Ich höre auch häufig als Argument, dass man mit Java so produktiv sein kann, dass man so schnell Projekte stemmen kann. Auch das kann ich nicht aus der Praxis bestätigen, im Gegenteil. Was in Java tatsächlich gut geht ist das Parallelisieren von großen Projekten. Weil sich die Java-Leute eben erstmal auf Interfaces einigen und die dann runterimplementieren. Das könnte man auch in anderen Sprachen machen, aber es macht keiner. Nicht weil es nicht ginge, sondern weil man am Anfang des Projektes noch gar nicht sagen kann, was man konkret für Interfaces brauchen wird, und wie die genau aussehen müssen. Das ist m.E. auch der Hauptgrund für diese ganzen Fummel-Patterns wie Interceptor und Proxy. Das Projekt wird zwar schneller "fertig", aber dann hat man eben den Mehraufwand, um die ganzen Teile zusammenzukleben.
Das ist auch bei C++ eines der Hauptprobleme beim Software Engineering, dass die Leute alle glauben, ihr Kram müsse wiederverwendbar sein. Und dann entsteht eben statt der Klasse mit den 8 benötigten Methoden die "generische" Klase mit den 23 Methoden, von denen nur 8 überhaupt jemals aufgerufen werden und der Rest kompiliert womöglich nur deshalb, weil es Templates sind, die nirgendwo instanziiert werden, und die fliegen einem dann bei der ersten Instanziierung um die Ohren. Und der erste, der das tatsächlich wiederverwerten will, der hat am Ende mehr Aufwand, als wenn er die 8-Methoden-Klasse bedarfsgerecht erweitert hätte.
Übrigens: hier gehen tatsächlich ein paar Mails und Tweets von Studenten ein, die mir vorwerfen, ich habe von Software-Engineering keine Ahnung. Nein, wirklich!
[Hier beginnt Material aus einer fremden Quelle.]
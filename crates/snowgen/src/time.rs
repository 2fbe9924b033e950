use core::time::Duration;
use std::time::{SystemTime, UNIX_EPOCH};

/// Reference instant for every timestamp: Thursday, November 4, 2010
/// 1:42:54.657 UTC. 41 bits of milliseconds from here last roughly 69 years.
pub const EPOCH: Duration = Duration::from_millis(1_288_834_974_657);

/// A source of millisecond timestamps relative to some epoch.
///
/// This abstraction lets the generator run against the wall clock in
/// production and against a scripted clock in tests.
///
/// # Example
///
/// ```
/// use snowgen::TimeSource;
///
/// struct FixedTime;
/// impl TimeSource for FixedTime {
///     fn current_millis(&self) -> u64 {
///         1234
///     }
/// }
///
/// assert_eq!(FixedTime.current_millis(), 1234);
/// ```
pub trait TimeSource {
    /// Returns the current time in milliseconds since the configured epoch.
    fn current_millis(&self) -> u64;
}

impl<T: TimeSource + ?Sized> TimeSource for &T {
    fn current_millis(&self) -> u64 {
        (**self).current_millis()
    }
}

impl<T: TimeSource + ?Sized> TimeSource for std::sync::Arc<T> {
    fn current_millis(&self) -> u64 {
        (**self).current_millis()
    }
}

/// Wall-clock time source: `SystemTime::now()` minus an epoch.
///
/// Every call reads the system clock, so NTP steps and manual adjustments are
/// visible to the generator. Readings before the epoch clamp to zero.
#[derive(Debug, Clone, Copy, PartialEq, Eq)]
pub struct SystemClock {
    epoch: Duration,
}

impl Default for SystemClock {
    /// A clock aligned to [`EPOCH`].
    fn default() -> Self {
        Self::with_epoch(EPOCH)
    }
}

impl SystemClock {
    /// Creates a clock whose zero point is `epoch`, given as a duration since
    /// 1970-01-01 UTC.
    pub const fn with_epoch(epoch: Duration) -> Self {
        Self { epoch }
    }

    pub const fn epoch(&self) -> Duration {
        self.epoch
    }
}

impl TimeSource for SystemClock {
    fn current_millis(&self) -> u64 {
        let since_unix = SystemTime::now()
            .duration_since(UNIX_EPOCH)
            .unwrap_or_default();
        since_unix.saturating_sub(self.epoch).as_millis() as u64
    }
}

/// Milliseconds elapsed since [`EPOCH`] according to the wall clock.
pub fn current_relative_timestamp() -> u64 {
    SystemClock::default().current_millis()
}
Leute, die noch nie irgendwo eine Zeile echten Code geschrieben haben, die sich ihren Boilerplate von der IDE generieren lassen und ohne Eclipse-Plugins zum Webservice-XML-Definitions-Export nicht arbeiten können, solche Leute werfen mir vor, ich habe keine Ahnung von Software-Engineering. Köstlich! Gut, dass das Internet nicht vergisst. Das wird sicher lustig, wenn ihr euch das erste Mal irgendwo zu bewerben versucht, Jungs. Oh und googelt mal den Dunning-Kruger-Effekt.